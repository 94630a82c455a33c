use chrono::{DateTime, Utc};

/// Credentials of one top-level operation.
///
/// Read once from the session store when an operation starts and passed down
/// explicitly. Refreshing the stored token later does not change a context
/// that is already in use.
#[derive(Debug, Clone, PartialEq, Eq)]
pub struct SessionContext {
    pub access_token: String,
    pub refresh_token: Option<String>,
    pub expires_at: Option<DateTime<Utc>>,
}

impl SessionContext {
    pub fn new(access_token: impl Into<String>) -> Self {
        Self {
            access_token: access_token.into(),
            refresh_token: None,
            expires_at: None,
        }
    }

    /// Contexts without a known expiry never count as expired.
    pub fn is_expired(&self, now: DateTime<Utc>) -> bool {
        self.expires_at.is_some_and(|at| at <= now)
    }
}
use async_trait::async_trait;
use reqwest::{Client, Response, StatusCode};
use serde::de::DeserializeOwned;

use super::SpotifyApi;
use crate::{
    error::ApiError,
    session::SessionContext,
    types::{
        Artist, ArtistsResponse, AudioFeatures, AudioFeaturesResponse, Page, PageRequest,
        PagingObject, Profile, TimeRange, TrackEndpoint, TrackItem, TrackObject,
    },
};

/// Web API client bound to the access token of one session context.
///
/// Build a new client per top-level operation; a token refreshed later does
/// not leak into calls already made with this one.
#[derive(Debug, Clone)]
pub struct SpotifyClient {
    http: Client,
    base_url: String,
    access_token: String,
}

impl SpotifyClient {
    pub fn new(base_url: &str, session: &SessionContext) -> Self {
        Self {
            http: Client::new(),
            base_url: base_url.trim_end_matches('/').to_string(),
            access_token: session.access_token.clone(),
        }
    }

    async fn get<T: DeserializeOwned>(
        &self,
        path: &str,
        query: &[(&str, String)],
    ) -> Result<T, ApiError> {
        let url = format!("{}{}", self.base_url, path);
        log::debug!("GET {url} {query:?}");

        let response = self
            .http
            .get(&url)
            .bearer_auth(&self.access_token)
            .query(query)
            .send()
            .await?;

        let response = check_status(response).await?;
        response
            .json::<T>()
            .await
            .map_err(|e| ApiError::Decode(e.to_string()))
    }
}

/// Maps non-success responses onto [`ApiError`], reading `Retry-After` on 429.
async fn check_status(response: Response) -> Result<Response, ApiError> {
    let status = response.status();
    if status.is_success() {
        return Ok(response);
    }

    match status {
        StatusCode::TOO_MANY_REQUESTS => {
            let retry_after = response
                .headers()
                .get("retry-after")
                .and_then(|value| value.to_str().ok())
                .and_then(|value| value.trim().parse::<u64>().ok())
                .unwrap_or(0);
            Err(ApiError::RateLimited { retry_after })
        }
        StatusCode::UNAUTHORIZED => Err(ApiError::Unauthorized),
        _ => {
            let message = response.text().await.unwrap_or_default();
            Err(ApiError::Status {
                status: status.as_u16(),
                message,
            })
        }
    }
}

fn page_query(request: &PageRequest) -> Vec<(&'static str, String)> {
    let mut query = Vec::new();
    if let TrackEndpoint::TopTracks(range) = request.endpoint {
        query.push(("time_range", range.as_str().to_string()));
    }
    // recently played is cursor based and ignores offsets
    if request.endpoint != TrackEndpoint::RecentlyPlayed {
        if let Some(offset) = request.offset {
            query.push(("offset", offset.to_string()));
        }
    }
    if let Some(limit) = request.limit {
        query.push(("limit", limit.to_string()));
    }
    query
}

#[async_trait]
impl SpotifyApi for SpotifyClient {
    async fn fetch_page(&self, request: PageRequest) -> Result<Page<TrackItem>, ApiError> {
        let query = page_query(&request);
        match request.endpoint {
            TrackEndpoint::SavedTracks => {
                let paging: PagingObject<TrackItem> = self.get("/me/tracks", &query).await?;
                Ok(paging.into())
            }
            TrackEndpoint::RecentlyPlayed => {
                let paging: PagingObject<TrackItem> =
                    self.get("/me/player/recently-played", &query).await?;
                Ok(paging.into())
            }
            TrackEndpoint::TopTracks(_) => {
                let paging: PagingObject<TrackObject> = self.get("/me/top/tracks", &query).await?;
                let page: Page<TrackObject> = paging.into();
                Ok(Page {
                    items: page.items.into_iter().map(TrackItem::from).collect(),
                    total: page.total,
                })
            }
        }
    }

    async fn audio_features(&self, ids: &[String]) -> Result<Vec<AudioFeatures>, ApiError> {
        let response: AudioFeaturesResponse = self
            .get("/audio-features", &[("ids", ids.join(","))])
            .await?;
        Ok(response.audio_features.into_iter().flatten().collect())
    }

    async fn artists(&self, ids: &[String]) -> Result<Vec<Artist>, ApiError> {
        let response: ArtistsResponse = self.get("/artists", &[("ids", ids.join(","))]).await?;
        Ok(response.artists.into_iter().flatten().collect())
    }

    async fn top_artists(&self, range: TimeRange, limit: u32) -> Result<Vec<Artist>, ApiError> {
        let paging: PagingObject<Artist> = self
            .get(
                "/me/top/artists",
                &[
                    ("time_range", range.as_str().to_string()),
                    ("limit", limit.to_string()),
                ],
            )
            .await?;
        Ok(paging.items)
    }

    async fn profile(&self) -> Result<Profile, ApiError> {
        self.get("/me", &[]).await
    }
}

#[cfg(test)]
mod tests {
    use axum::http;

    use super::*;

    fn response(status: u16, retry_after: Option<&str>, body: &str) -> Response {
        let mut builder = http::Response::builder().status(status);
        if let Some(value) = retry_after {
            builder = builder.header("retry-after", value);
        }
        Response::from(builder.body(body.to_string()).unwrap())
    }

    #[tokio::test]
    async fn test_rate_limit_reads_retry_after() {
        let err = check_status(response(429, Some("7"), "")).await.unwrap_err();
        assert_eq!(err, ApiError::RateLimited { retry_after: 7 });
    }

    #[tokio::test]
    async fn test_rate_limit_without_header_waits_zero() {
        let err = check_status(response(429, None, "")).await.unwrap_err();
        assert_eq!(err, ApiError::RateLimited { retry_after: 0 });

        let err = check_status(response(429, Some("soon"), ""))
            .await
            .unwrap_err();
        assert_eq!(err, ApiError::RateLimited { retry_after: 0 });
    }

    #[tokio::test]
    async fn test_unauthorized_and_server_errors() {
        let err = check_status(response(401, None, "")).await.unwrap_err();
        assert_eq!(err, ApiError::Unauthorized);

        let err = check_status(response(500, None, "upstream down"))
            .await
            .unwrap_err();
        assert_eq!(
            err,
            ApiError::Status {
                status: 500,
                message: "upstream down".to_string()
            }
        );
    }

    #[tokio::test]
    async fn test_success_passes_through() {
        let ok = check_status(response(200, None, "{}")).await.unwrap();
        assert_eq!(ok.status(), StatusCode::OK);
    }

    #[test]
    fn test_page_query_for_saved_tracks() {
        let query = page_query(&PageRequest::page(TrackEndpoint::SavedTracks, 100, 50));
        assert_eq!(
            query,
            vec![("offset", "100".to_string()), ("limit", "50".to_string())]
        );
    }

    #[test]
    fn test_probe_has_no_offset_or_limit() {
        let query = page_query(&PageRequest::probe(TrackEndpoint::SavedTracks));
        assert!(query.is_empty());
    }

    #[test]
    fn test_page_query_for_top_tracks_and_recent() {
        let top = page_query(&PageRequest::page(
            TrackEndpoint::TopTracks(TimeRange::LongTerm),
            0,
            50,
        ));
        assert_eq!(top[0], ("time_range", "long_term".to_string()));

        let recent = page_query(&PageRequest::page(TrackEndpoint::RecentlyPlayed, 0, 50));
        assert_eq!(recent, vec![("limit", "50".to_string())]);
    }
}
use tempfile::TempDir;
use wayfinder::{WayfinderError, management::LibrarySnapshotManager, types::VizTrack};

fn track(id: &str) -> VizTrack {
    VizTrack {
        id: id.to_string(),
        name: format!("Song {id}"),
        date: Some("2024-01-01T00:00:00Z".to_string()),
        artists: vec!["Someone".to_string()],
        genres: Some(vec!["ambient".to_string()]),
        energy: Some(0.25),
        ..Default::default()
    }
}

#[tokio::test]
async fn test_snapshot_reloads_without_network() {
    let dir = TempDir::new().unwrap();
    let path = dir.path().join("cache/library.json.z");
    let tracks = vec![track("a"), track("b")];

    LibrarySnapshotManager::with_path(path.clone(), tracks.clone())
        .persist()
        .await
        .unwrap();

    let raw = std::fs::read(&path).unwrap();
    assert!(serde_json::from_slice::<serde_json::Value>(&raw).is_err());

    let loaded = LibrarySnapshotManager::load_from(path).await.unwrap();
    assert_eq!(loaded.tracks(), &tracks[..]);
}

#[tokio::test]
async fn test_corrupt_snapshot_is_a_storage_error() {
    let dir = TempDir::new().unwrap();
    let path = dir.path().join("library.json.z");
    std::fs::write(&path, b"definitely not zlib").unwrap();

    let result = LibrarySnapshotManager::load_from(path).await;
    assert!(matches!(result, Err(WayfinderError::Storage(_))));
}

#[tokio::test]
async fn test_missing_snapshot_is_an_io_error() {
    let dir = TempDir::new().unwrap();
    let result = LibrarySnapshotManager::load_from(dir.path().join("nope")).await;
    assert!(matches!(result, Err(WayfinderError::Io(_))));
}
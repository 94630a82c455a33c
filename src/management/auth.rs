use chrono::{DateTime, Duration, Utc};

use super::store::KeyValueStore;
use crate::{error::Result, pkce::PkcePair, session::SessionContext, types::Token};

pub const ACCESS_TOKEN_KEY: &str = "access_token";
pub const ACCESS_TOKEN_EXPIRES_AT_KEY: &str = "access_token_expires_at";
pub const REFRESH_TOKEN_KEY: &str = "refresh_token";
pub const CODE_VERIFIER_KEY: &str = "code_verifier";
pub const CODE_CHALLENGE_KEY: &str = "code_challenge";
pub const AUTHORIZATION_CODE_KEY: &str = "authorization_code";

/// Keys that only live between the authorization redirect and the exchange.
const TRANSIENT_KEYS: [&str; 3] = [
    CODE_VERIFIER_KEY,
    CODE_CHALLENGE_KEY,
    AUTHORIZATION_CODE_KEY,
];

/// The access token is dropped this many seconds before the remote expiry.
pub const ACCESS_TOKEN_MARGIN_SECS: i64 = 10;

/// Credential lifecycle on top of a [`KeyValueStore`].
pub struct SessionManager<S> {
    store: S,
}

impl<S: KeyValueStore> SessionManager<S> {
    pub fn new(store: S) -> Self {
        Self { store }
    }

    pub fn store(&self) -> &S {
        &self.store
    }

    /// Stores a fresh verifier/challenge pair for the redirect and forgets
    /// any code issued for the previous one.
    pub async fn begin_pkce(&self, pair: &PkcePair) -> Result<()> {
        self.store.remove(AUTHORIZATION_CODE_KEY).await?;
        self.store
            .set(CODE_VERIFIER_KEY, &pair.verifier, None)
            .await?;
        self.store
            .set(CODE_CHALLENGE_KEY, &pair.challenge, None)
            .await
    }

    pub async fn code_verifier(&self) -> Result<Option<String>> {
        self.store.get(CODE_VERIFIER_KEY).await
    }

    /// Stored until `save_token` or a new `begin_pkce` drops it.
    pub async fn record_authorization_code(&self, code: &str) -> Result<()> {
        self.store.set(AUTHORIZATION_CODE_KEY, code, None).await
    }

    pub async fn authorization_code(&self) -> Result<Option<String>> {
        self.store.get(AUTHORIZATION_CODE_KEY).await
    }

    pub async fn access_token(&self) -> Result<Option<String>> {
        self.store.get(ACCESS_TOKEN_KEY).await
    }

    pub async fn refresh_token(&self) -> Result<Option<String>> {
        Ok(self
            .store
            .get(REFRESH_TOKEN_KEY)
            .await?
            .filter(|token| !token.is_empty()))
    }

    /// Persists a token and drops the PKCE leftovers.
    ///
    /// The access token expires `expires_in - 10` seconds after it was
    /// obtained; the refresh token does not expire locally.
    pub async fn save_token(&self, token: &Token) -> Result<SessionContext> {
        let expires_at = access_expiry(token);
        self.store
            .set(ACCESS_TOKEN_KEY, &token.access_token, Some(expires_at))
            .await?;
        self.store
            .set(
                ACCESS_TOKEN_EXPIRES_AT_KEY,
                &expires_at.to_rfc3339(),
                Some(expires_at),
            )
            .await?;
        if !token.refresh_token.is_empty() {
            self.store
                .set(REFRESH_TOKEN_KEY, &token.refresh_token, None)
                .await?;
        }
        for key in TRANSIENT_KEYS {
            self.store.remove(key).await?;
        }

        Ok(SessionContext {
            access_token: token.access_token.clone(),
            refresh_token: Some(token.refresh_token.clone()).filter(|t| !t.is_empty()),
            expires_at: Some(expires_at),
        })
    }

    /// Snapshot of the stored credentials, `None` without a live access token.
    pub async fn context(&self) -> Result<Option<SessionContext>> {
        let Some(access_token) = self.access_token().await? else {
            return Ok(None);
        };
        let expires_at = self
            .store
            .get(ACCESS_TOKEN_EXPIRES_AT_KEY)
            .await?
            .and_then(|raw| DateTime::parse_from_rfc3339(&raw).ok())
            .map(|at| at.with_timezone(&Utc));
        Ok(Some(SessionContext {
            access_token,
            refresh_token: self.refresh_token().await?,
            expires_at,
        }))
    }

    /// Removes every session key.
    pub async fn clear(&self) -> Result<()> {
        for key in [
            ACCESS_TOKEN_KEY,
            ACCESS_TOKEN_EXPIRES_AT_KEY,
            REFRESH_TOKEN_KEY,
        ]
            .into_iter()
            .chain(TRANSIENT_KEYS)
        {
            self.store.remove(key).await?;
        }
        Ok(())
    }
}

fn access_expiry(token: &Token) -> DateTime<Utc> {
    let obtained = DateTime::from_timestamp(token.obtained_at as i64, 0).unwrap_or_else(Utc::now);
    obtained + Duration::seconds(token.expires_in as i64 - ACCESS_TOKEN_MARGIN_SECS)
}
use crate::{
    aggregate::RetryExecutor,
    config::{self, EngineConfig},
    error,
    management::{FileStore, SessionManager},
    session,
    spotify::{SpotifyApi, SpotifyClient},
    success,
};

/// Prints the profile of the authenticated user.
pub async fn profile() {
    let store = SessionManager::new(FileStore::default());
    let context = match session::ensure_session(&store).await {
        Ok(context) => context,
        Err(e) => error!("{}", e),
    };

    let config = EngineConfig::from_env().unwrap_or_default();
    let api = SpotifyClient::new(&config::spotify_apiurl(), &context);
    let retry = RetryExecutor::new(config.retry);

    let profile = match retry.execute("profile", || api.profile()).await {
        Ok(profile) => profile,
        Err(e) => error!("Failed to fetch profile: {}", e),
    };

    success!(
        "{} ({})",
        profile.display_name.as_deref().unwrap_or(&profile.id),
        profile.uri
    );
    println!("  country:   {}", profile.country.as_deref().unwrap_or("-"));
    println!("  product:   {}", profile.product.as_deref().unwrap_or("-"));
    println!("  followers: {}", profile.followers.total);
}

· · ·

Beginning at the top of the records above, transcribe each line exactly up to and including the line that holds "change a context".

| Exercise result |
repository 94630a82c455a33c
use chrono::{DateTime, Utc};

/// Credentials of one top-level operation.
///
/// Read once from the session store when an operation starts and passed down
/// explicitly. Refreshing the stored token later does not change a context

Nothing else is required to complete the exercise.